§ **What you have to do**
From the data below, copy out every line in which the word "SceneRenderer" occurs.
[The data Boundary: Start]
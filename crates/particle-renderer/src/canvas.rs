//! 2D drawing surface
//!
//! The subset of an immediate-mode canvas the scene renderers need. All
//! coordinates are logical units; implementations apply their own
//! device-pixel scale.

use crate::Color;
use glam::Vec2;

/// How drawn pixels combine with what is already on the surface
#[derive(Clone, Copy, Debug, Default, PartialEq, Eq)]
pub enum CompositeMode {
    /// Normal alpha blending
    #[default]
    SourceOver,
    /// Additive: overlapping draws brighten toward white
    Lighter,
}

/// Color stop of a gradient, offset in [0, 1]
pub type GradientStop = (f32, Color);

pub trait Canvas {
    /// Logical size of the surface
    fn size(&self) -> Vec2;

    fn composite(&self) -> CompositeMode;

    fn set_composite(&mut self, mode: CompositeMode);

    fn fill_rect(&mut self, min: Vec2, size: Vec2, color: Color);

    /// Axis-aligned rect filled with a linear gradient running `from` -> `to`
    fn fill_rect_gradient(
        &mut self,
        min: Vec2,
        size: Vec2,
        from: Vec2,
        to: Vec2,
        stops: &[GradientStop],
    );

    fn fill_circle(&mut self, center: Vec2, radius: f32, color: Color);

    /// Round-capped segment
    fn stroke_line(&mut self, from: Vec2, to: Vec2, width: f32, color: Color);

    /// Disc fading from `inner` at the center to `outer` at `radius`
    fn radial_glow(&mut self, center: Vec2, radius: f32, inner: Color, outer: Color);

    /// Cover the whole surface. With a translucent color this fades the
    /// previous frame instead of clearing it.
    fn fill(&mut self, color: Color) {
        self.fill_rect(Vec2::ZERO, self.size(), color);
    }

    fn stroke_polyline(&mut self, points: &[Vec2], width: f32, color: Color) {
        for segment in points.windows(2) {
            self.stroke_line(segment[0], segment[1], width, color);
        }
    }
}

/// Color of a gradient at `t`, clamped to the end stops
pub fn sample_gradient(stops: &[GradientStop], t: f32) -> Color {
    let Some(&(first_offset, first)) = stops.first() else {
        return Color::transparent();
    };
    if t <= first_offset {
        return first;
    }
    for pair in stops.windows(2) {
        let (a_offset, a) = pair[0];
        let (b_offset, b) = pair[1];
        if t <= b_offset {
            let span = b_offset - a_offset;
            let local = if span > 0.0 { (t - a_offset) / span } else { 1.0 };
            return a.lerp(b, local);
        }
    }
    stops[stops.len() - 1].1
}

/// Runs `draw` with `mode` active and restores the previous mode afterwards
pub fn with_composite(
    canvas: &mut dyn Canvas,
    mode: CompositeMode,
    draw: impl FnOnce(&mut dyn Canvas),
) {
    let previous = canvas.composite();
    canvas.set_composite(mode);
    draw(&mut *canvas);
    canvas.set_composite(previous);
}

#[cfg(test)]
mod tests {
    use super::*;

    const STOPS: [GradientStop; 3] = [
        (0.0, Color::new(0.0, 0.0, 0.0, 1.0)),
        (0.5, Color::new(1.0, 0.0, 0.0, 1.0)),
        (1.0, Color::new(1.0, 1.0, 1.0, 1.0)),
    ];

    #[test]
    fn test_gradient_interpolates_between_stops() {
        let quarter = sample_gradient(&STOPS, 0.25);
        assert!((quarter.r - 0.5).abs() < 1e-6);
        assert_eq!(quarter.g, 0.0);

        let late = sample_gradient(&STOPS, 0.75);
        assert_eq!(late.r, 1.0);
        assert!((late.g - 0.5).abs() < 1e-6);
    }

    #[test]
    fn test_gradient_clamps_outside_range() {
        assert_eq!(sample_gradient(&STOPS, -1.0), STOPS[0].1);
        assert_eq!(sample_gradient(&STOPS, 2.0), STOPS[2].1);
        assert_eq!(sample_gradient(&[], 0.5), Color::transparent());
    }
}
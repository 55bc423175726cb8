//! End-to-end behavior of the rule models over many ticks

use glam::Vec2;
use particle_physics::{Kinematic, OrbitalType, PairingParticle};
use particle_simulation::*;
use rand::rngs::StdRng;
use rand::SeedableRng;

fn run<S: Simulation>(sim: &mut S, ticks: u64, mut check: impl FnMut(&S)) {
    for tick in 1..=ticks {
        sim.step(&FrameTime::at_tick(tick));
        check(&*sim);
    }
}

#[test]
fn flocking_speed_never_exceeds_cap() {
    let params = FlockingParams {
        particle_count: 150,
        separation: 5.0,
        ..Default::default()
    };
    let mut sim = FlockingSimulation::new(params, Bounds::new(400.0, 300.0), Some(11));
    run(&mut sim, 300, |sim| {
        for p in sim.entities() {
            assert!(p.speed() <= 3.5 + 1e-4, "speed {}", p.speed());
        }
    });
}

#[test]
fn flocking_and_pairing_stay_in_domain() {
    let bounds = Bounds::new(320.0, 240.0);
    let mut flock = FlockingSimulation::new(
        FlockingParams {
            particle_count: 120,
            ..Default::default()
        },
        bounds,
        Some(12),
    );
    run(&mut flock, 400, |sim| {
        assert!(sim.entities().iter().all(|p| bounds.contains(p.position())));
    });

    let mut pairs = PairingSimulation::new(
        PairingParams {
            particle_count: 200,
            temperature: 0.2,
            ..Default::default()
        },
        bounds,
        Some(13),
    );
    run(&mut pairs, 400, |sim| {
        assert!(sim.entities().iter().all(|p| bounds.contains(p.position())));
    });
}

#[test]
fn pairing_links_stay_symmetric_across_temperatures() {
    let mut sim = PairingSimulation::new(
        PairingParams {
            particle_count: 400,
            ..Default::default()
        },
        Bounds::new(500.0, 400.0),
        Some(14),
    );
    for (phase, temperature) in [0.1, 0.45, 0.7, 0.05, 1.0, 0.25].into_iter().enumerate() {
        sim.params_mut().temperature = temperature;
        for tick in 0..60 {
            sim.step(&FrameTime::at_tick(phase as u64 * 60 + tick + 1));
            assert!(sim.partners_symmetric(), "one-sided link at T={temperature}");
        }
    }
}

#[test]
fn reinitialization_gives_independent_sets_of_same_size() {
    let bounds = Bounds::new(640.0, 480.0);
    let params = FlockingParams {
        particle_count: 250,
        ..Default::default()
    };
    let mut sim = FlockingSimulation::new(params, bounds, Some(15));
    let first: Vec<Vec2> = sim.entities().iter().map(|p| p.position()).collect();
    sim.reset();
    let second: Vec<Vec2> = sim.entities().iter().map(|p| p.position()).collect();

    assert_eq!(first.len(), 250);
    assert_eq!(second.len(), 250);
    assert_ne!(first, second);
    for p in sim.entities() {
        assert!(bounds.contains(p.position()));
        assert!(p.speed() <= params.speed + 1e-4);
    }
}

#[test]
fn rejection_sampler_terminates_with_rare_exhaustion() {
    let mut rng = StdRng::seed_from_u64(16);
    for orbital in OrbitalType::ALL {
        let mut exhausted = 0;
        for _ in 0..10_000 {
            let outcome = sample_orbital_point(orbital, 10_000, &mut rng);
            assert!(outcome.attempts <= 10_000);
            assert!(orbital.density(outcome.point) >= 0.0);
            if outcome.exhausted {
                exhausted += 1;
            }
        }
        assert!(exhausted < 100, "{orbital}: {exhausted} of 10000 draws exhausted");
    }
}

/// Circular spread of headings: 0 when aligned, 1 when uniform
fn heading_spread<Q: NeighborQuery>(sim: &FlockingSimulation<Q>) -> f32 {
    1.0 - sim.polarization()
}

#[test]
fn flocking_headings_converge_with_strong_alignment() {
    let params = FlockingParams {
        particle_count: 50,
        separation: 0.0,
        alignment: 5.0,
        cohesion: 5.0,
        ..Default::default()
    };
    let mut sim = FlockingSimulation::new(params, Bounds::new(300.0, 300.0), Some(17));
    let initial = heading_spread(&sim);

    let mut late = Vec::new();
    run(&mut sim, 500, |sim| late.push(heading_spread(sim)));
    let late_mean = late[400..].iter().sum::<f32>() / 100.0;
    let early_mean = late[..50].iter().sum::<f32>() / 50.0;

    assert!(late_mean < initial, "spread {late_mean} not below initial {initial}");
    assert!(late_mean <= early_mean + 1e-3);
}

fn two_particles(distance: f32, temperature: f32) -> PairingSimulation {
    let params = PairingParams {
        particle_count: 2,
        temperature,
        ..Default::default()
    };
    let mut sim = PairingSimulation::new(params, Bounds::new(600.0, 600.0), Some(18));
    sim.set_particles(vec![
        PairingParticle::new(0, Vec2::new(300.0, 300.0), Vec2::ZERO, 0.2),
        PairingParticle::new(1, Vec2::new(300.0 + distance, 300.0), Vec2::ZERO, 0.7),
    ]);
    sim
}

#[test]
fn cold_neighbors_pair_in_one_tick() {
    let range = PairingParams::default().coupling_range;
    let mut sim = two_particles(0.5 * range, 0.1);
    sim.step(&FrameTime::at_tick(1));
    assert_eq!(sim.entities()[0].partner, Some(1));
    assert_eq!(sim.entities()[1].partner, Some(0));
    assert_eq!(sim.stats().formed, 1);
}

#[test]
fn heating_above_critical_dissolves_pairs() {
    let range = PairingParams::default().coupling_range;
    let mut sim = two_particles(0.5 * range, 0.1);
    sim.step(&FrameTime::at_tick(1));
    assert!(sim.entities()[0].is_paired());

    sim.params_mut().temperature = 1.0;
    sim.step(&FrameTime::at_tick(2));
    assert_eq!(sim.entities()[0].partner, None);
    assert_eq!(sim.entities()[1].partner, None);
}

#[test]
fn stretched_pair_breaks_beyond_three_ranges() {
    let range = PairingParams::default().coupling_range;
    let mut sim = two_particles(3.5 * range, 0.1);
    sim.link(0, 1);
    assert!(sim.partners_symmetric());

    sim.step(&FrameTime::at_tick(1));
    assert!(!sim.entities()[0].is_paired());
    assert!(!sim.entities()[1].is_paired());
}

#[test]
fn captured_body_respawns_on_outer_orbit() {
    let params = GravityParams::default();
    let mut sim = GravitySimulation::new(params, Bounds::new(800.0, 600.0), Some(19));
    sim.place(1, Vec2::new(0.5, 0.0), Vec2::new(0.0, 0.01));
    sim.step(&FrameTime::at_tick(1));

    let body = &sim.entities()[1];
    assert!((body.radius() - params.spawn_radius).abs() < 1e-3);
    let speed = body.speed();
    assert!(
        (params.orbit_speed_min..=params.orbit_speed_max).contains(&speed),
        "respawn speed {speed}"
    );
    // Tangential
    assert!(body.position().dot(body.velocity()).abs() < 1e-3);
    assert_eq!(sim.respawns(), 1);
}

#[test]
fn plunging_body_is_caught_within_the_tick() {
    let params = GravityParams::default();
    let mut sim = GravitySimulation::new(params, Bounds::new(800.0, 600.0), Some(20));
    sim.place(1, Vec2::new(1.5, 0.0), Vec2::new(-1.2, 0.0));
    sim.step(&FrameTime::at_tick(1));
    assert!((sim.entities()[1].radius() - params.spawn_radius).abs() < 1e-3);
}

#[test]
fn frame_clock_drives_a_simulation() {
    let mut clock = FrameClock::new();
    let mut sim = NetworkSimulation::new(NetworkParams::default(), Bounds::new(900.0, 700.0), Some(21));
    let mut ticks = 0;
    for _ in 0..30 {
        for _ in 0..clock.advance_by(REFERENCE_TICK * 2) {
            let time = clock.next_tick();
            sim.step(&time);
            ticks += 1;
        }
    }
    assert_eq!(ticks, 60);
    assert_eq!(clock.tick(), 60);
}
[The data Boundary: End]
[The data Boundary: Start]
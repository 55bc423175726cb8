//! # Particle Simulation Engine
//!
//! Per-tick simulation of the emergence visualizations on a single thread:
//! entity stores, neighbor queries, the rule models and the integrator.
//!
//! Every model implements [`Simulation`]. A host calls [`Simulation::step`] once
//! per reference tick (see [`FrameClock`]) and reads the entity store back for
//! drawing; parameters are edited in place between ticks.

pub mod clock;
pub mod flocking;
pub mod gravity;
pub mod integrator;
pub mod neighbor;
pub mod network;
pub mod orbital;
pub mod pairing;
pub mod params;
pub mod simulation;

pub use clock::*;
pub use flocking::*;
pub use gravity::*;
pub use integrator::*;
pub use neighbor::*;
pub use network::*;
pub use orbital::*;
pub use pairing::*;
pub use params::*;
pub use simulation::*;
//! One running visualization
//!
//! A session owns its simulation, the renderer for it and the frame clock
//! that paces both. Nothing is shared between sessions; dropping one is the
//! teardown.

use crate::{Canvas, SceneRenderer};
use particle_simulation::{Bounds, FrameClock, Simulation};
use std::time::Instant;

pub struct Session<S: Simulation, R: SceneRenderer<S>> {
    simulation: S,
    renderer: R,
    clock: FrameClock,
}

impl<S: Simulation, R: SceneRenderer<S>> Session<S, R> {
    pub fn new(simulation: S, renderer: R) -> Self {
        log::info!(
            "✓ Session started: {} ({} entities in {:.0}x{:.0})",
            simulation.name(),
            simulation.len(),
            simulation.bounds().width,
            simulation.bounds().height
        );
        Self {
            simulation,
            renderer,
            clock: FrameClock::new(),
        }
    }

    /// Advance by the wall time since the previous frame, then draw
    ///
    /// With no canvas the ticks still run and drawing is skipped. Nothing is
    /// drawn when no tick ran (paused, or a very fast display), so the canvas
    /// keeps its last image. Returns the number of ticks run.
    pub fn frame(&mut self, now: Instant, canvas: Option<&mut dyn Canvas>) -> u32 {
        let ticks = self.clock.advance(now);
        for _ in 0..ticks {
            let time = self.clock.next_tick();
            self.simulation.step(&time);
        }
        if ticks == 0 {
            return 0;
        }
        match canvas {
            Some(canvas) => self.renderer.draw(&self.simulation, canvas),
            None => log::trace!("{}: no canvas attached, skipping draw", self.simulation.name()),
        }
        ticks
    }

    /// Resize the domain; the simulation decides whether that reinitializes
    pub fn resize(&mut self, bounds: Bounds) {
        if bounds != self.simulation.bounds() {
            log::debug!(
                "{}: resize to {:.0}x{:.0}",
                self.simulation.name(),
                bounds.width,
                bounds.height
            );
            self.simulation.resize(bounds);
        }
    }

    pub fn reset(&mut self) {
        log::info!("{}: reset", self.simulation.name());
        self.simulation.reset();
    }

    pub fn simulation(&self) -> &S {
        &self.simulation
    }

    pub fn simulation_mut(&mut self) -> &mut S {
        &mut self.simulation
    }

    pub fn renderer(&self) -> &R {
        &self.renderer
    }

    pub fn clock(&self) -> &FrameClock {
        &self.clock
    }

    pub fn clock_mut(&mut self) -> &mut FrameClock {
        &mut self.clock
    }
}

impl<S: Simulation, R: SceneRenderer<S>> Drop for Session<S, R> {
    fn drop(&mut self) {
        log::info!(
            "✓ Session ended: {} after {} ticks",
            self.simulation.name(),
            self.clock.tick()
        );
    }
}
[The data Boundary: End]
§ **Output of the exercise**
use crate::{Canvas, SceneRenderer};
pub struct Session<S: Simulation, R: SceneRenderer<S>> {
impl<S: Simulation, R: SceneRenderer<S>> Session<S, R> {
impl<S: Simulation, R: SceneRenderer<S>> Drop for Session<S, R> {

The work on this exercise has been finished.